Other issues on Archer’s agenda include the safety of roads in the area, reducing skyrocketing hydro rates, addressing local health-care crisis’ and reducing barriers for First Nation and Metis communities.
Potential Kiiwetinoong representative Mamakwa, from Kingfisher Lake First Nation, has repeatedly spoke about improving access to health-care for isolated northern communities, investments to improve airports for fly-in communities and reducing hospital overcrowding.
Other issues on his agenda include providing clean drinking water for First Nation communities, the clean-up of the English and Wabigoon River System and providing supports for youth in crisis.

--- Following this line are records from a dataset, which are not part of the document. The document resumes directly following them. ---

use rand::RngCore;
use serde::{Deserialize, Serialize};
use std::fmt;

/// Job identifier written to the `jid` payload key (24 hex characters)
#[derive(Debug, Clone, PartialEq, Eq, Hash, Serialize, Deserialize)]
#[serde(transparent)]
pub struct Jid(pub String);

impl Jid {
    /// Generate a new random job id
    pub fn new() -> Self {
        let mut bytes = [0u8; 12];
        rand::thread_rng().fill_bytes(&mut bytes);
        Self(hex::encode(bytes))
    }

    /// Get the inner string value
    pub fn as_str(&self) -> &str {
        &self.0
    }
}

impl Default for Jid {
    fn default() -> Self {
        Self::new()
    }
}

impl fmt::Display for Jid {
    fn fmt(&self, f: &mut fmt::Formatter<'_>) -> fmt::Result {
        write!(f, "{}", self.0)
    }
}

impl From<String> for Jid {
    fn from(id: String) -> Self {
        Self(id)
    }
}

impl From<&str> for Jid {
    fn from(id: &str) -> Self {
        Self(id.to_string())
    }
}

The new Kiiwetinoong riding, which includes Sioux Lookout, Red Lake, Ear Falls, Wabaseemoong First Nation, Pikangikum First Nation and Grassy Narrows First Nation, has roughly 30,000 constituents spread out over 300,000 square kilometres. Kiiwetinoong inlcudes 33 First Nation communities and four municipalities. The riding’s population is 68 per cent Indigenous.
The new riding was created by Queen's Park in October. It created a new riding in both northwestern and northeastern Ontario. The legislation will result in a total of four ridings in Northern Ontario, where previously there were two. They include Kiiwetinoong, Mushkegowuk-James Bay, Timmins, and Kenora-Rainy River.